Lydia has had years to adjust to long hair, summer dresses, and nail polish, but she understands her family will need time to get reacquainted with a daughter they’ve never known and a sister they’ve missed terribly. Anticipating the worst, as she always has, Lydia’s feelings about her old town begin to change when she meets her brother’s best friend, Callum. Callum is kind and more accepting than she could have ever imagined and she’s falling for him.
When her 180 days are over, will she be able to say goodbye to the family she’s missed so much? Will she survive her mother’s endless intolerance? Can she really leave the man who acknowledges her past and still wants her?
This book is on my 2015 reading challenge as part of books I don’t normally read.
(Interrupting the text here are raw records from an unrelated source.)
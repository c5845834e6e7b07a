//! Visibility resolver.
//!
//! Runs rule evaluation over every section and field of a form and returns
//! the full visible set for one snapshot. The result is recomputed from
//! scratch on every call; there is no cache to go stale.

use std::collections::BTreeSet;

use serde::Serialize;

use crate::ruleset::rules_permit;
use crate::types::{Field, Form, Section, Snapshot};

/// Ids of every visible section and field (nested fields included).
#[derive(Debug, Clone, Default, PartialEq, Eq, Serialize)]
#[serde(rename_all = "camelCase")]
pub struct VisibilityResult {
    pub visible_section_ids: BTreeSet<String>,
    pub visible_field_ids: BTreeSet<String>,
}

impl VisibilityResult {
    pub fn is_section_visible(&self, id: &str) -> bool {
        self.visible_section_ids.contains(id)
    }

    pub fn is_field_visible(&self, id: &str) -> bool {
        self.visible_field_ids.contains(id)
    }

    pub fn to_json(&self) -> serde_json::Value {
        serde_json::to_value(self).unwrap_or_default()
    }
}

/// Compute the visible sections and fields of `form` for `snapshot`.
///
/// 1. A section is visible when its rules permit it (no rules: visible).
/// 2. A hidden section contributes none of its fields.
/// 3. Each field of a visible section is visible when its own rules permit.
/// 4. Nested fields are judged on their own rules only, whether or not the
///    owning field is visible.
pub fn resolve(form: &Form, snapshot: &Snapshot) -> VisibilityResult {
    let mut result = VisibilityResult::default();

    for section in &form.sections {
        if !section_visible(section, snapshot) {
            tracing::trace!(section = %section.id, "section hidden");
            continue;
        }
        result.visible_section_ids.insert(section.id.clone());
        for field in &section.fields {
            collect_field(field, snapshot, &mut result.visible_field_ids);
        }
    }

    tracing::trace!(
        sections = result.visible_section_ids.len(),
        fields = result.visible_field_ids.len(),
        "visibility resolved"
    );
    result
}

fn section_visible(section: &Section, snapshot: &Snapshot) -> bool {
    rules_permit(&section.rules, snapshot)
}

fn collect_field(field: &Field, snapshot: &Snapshot, out: &mut BTreeSet<String>) {
    if rules_permit(&field.rules, snapshot) {
        out.insert(field.id.clone());
    }
    for nested in &field.nested {
        collect_field(nested, snapshot, out);
    }
}

#[cfg(test)]
mod tests {
    use super::*;
    use crate::types::{Action, Condition, MalformedRule, Operator, Rule};
    use sangha_interchange::FieldType;

    fn text(id: &str) -> Field {
        Field::new(id, FieldType::Text)
    }

    #[test]
    fn no_rules_everything_visible() {
        let form = Form {
            sections: vec![
                Section::new("s1").with_field(text("a")).with_field(text("b")),
                Section::new("s2").with_field(text("c").with_nested(text("c1"))),
            ],
        };
        let result = resolve(&form, &Snapshot::new());
        assert_eq!(result.visible_section_ids.len(), 2);
        for id in ["a", "b", "c", "c1"] {
            assert!(result.is_field_visible(id), "{} should be visible", id);
        }
    }

    #[test]
    fn hidden_section_hides_its_fields() {
        let form = Form {
            sections: vec![
                Section::new("s1").with_field(text("member")),
                Section::new("s2")
                    .with_rule(Condition::show("member", Operator::Equals, "yes"))
                    .with_field(text("since").with_nested(text("details"))),
            ],
        };
        let result = resolve(&form, &Snapshot::new().with("member", "no"));
        assert!(result.is_section_visible("s1"));
        assert!(!result.is_section_visible("s2"));
        assert!(!result.is_field_visible("since"));
        assert!(!result.is_field_visible("details"));

        let result = resolve(&form, &Snapshot::new().with("member", "Yes"));
        assert!(result.is_section_visible("s2"));
        assert!(result.is_field_visible("since"));
    }

    #[test]
    fn show_and_hide_actions() {
        let build = |action| Form {
            sections: vec![Section::new("s").with_rule(Condition::new(
                "field",
                Operator::Equals,
                "x",
                action,
            ))],
        };
        let s = Snapshot::new().with("field", "x");
        assert!(!resolve(&build(Action::Hide), &s).is_section_visible("s"));
        assert!(resolve(&build(Action::Show), &s).is_section_visible("s"));
    }

    #[test]
    fn field_rules_gate_fields() {
        let form = Form {
            sections: vec![Section::new("s")
                .with_field(text("age"))
                .with_field(text("guardian").with_rule(Condition::show(
                    "age",
                    Operator::LessThan,
                    "18",
                )))],
        };
        assert!(resolve(&form, &Snapshot::new().with("age", "12")).is_field_visible("guardian"));
        assert!(!resolve(&form, &Snapshot::new().with("age", "40")).is_field_visible("guardian"));
        assert!(!resolve(&form, &Snapshot::new()).is_field_visible("guardian"));
    }

    #[test]
    fn nested_field_independent_of_parent() {
        let parent = text("parent")
            .with_rule(Condition::show("trigger", Operator::Equals, "on"))
            .with_nested(text("child"));
        let form = Form {
            sections: vec![Section::new("s").with_field(parent)],
        };
        let result = resolve(&form, &Snapshot::new());
        assert!(!result.is_field_visible("parent"));
        assert!(result.is_field_visible("child"));
    }

    #[test]
    fn nested_field_rules_use_full_snapshot() {
        let parent = text("parent").with_nested(
            text("child").with_rule(Condition::show("elsewhere", Operator::Contains, "go")),
        );
        let form = Form {
            sections: vec![
                Section::new("s1").with_field(parent),
                Section::new("s2").with_field(text("elsewhere")),
            ],
        };
        assert!(resolve(&form, &Snapshot::new().with("elsewhere", "Let's GO")).is_field_visible("child"));
        assert!(!resolve(&form, &Snapshot::new()).is_field_visible("child"));
    }

    #[test]
    fn section_rule_may_target_field_in_hidden_section() {
        let form = Form {
            sections: vec![
                Section::new("gate")
                    .with_rule(Condition::show("never", Operator::Equals, "x"))
                    .with_field(text("inner")),
                Section::new("follow").with_rule(Condition::show("inner", Operator::Equals, "v")),
            ],
        };
        let result = resolve(&form, &Snapshot::new().with("inner", "v"));
        assert!(!result.is_section_visible("gate"));
        assert!(result.is_section_visible("follow"));
    }

    #[test]
    fn malformed_rule_hides_owner() {
        let form = Form {
            sections: vec![Section::new("s").with_rule(Rule::Malformed {
                reason: MalformedRule::UnknownOperator("starts_with".into()),
                action: Action::Show,
            })],
        };
        let result = resolve(&form, &Snapshot::new().with("x", "y"));
        assert!(result.visible_section_ids.is_empty());
    }

    #[test]
    fn resolve_is_repeatable() {
        let form = Form {
            sections: vec![Section::new("s")
                .with_field(text("a").with_rule(Condition::show("b", Operator::NotEquals, "z")))],
        };
        let s = Snapshot::new().with("b", "q");
        assert_eq!(resolve(&form, &s), resolve(&form, &s));
    }

    #[test]
    fn json_shape() {
        let form = Form {
            sections: vec![Section::new("s").with_field(text("a"))],
        };
        let json = resolve(&form, &Snapshot::new()).to_json();
        assert_eq!(
            json,
            serde_json::json!({"visibleSectionIds": ["s"], "visibleFieldIds": ["a"]})
        );
    }
}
I’m not into M/M and LGBT romance. Not because of anything but just because they are not for me specially when it tends to be too graphic. Reading 180 Days made me think that transromances are not so bad. I’ve read a couple of M/M before but this is my first time reading a trans novel.
I can honestly say that I enjoyed the book as a whole. It’s quite informative too when it comes to the trans process – physically and emotionally. The story in general was good and smooth flowing and even though it’s also the first time for me to read this author, I found her writing really good and engaging. The characters were very individual that you can easily distinguish who’s who even if you take out the description of who’s talking. It’s why even my brain who’s so poor with regards to names easily picked up between Laney and Lydia which otherwise I could easily mixed up.
This book was almost like a fairy tale. Everyone was really accepting and nice except for the heroine’s mother. Which kind of bothered me. I’m not discriminating or anything but with the way Prairie Town was described I didn’t expect everything to be that easy for Lydia. I was expecting something like hesitation, doubt and confusion around the characters before the understanding and acceptance came. It’s acceptable with Callum since he’s in love but I expected at least that much from his parents and the other characters in the novel. It gave me the feeling that ‘this kind of story happens only in the movies’ kind of feel. Plus there was really no conflict between the hero and heroine which is something I expect for somewhat of a whirlwind romance like this one.
All that considered, reading 180 Days has been quite a nice experience for me. And if the author do writes a different genre, I won’t hesitate to give it a try.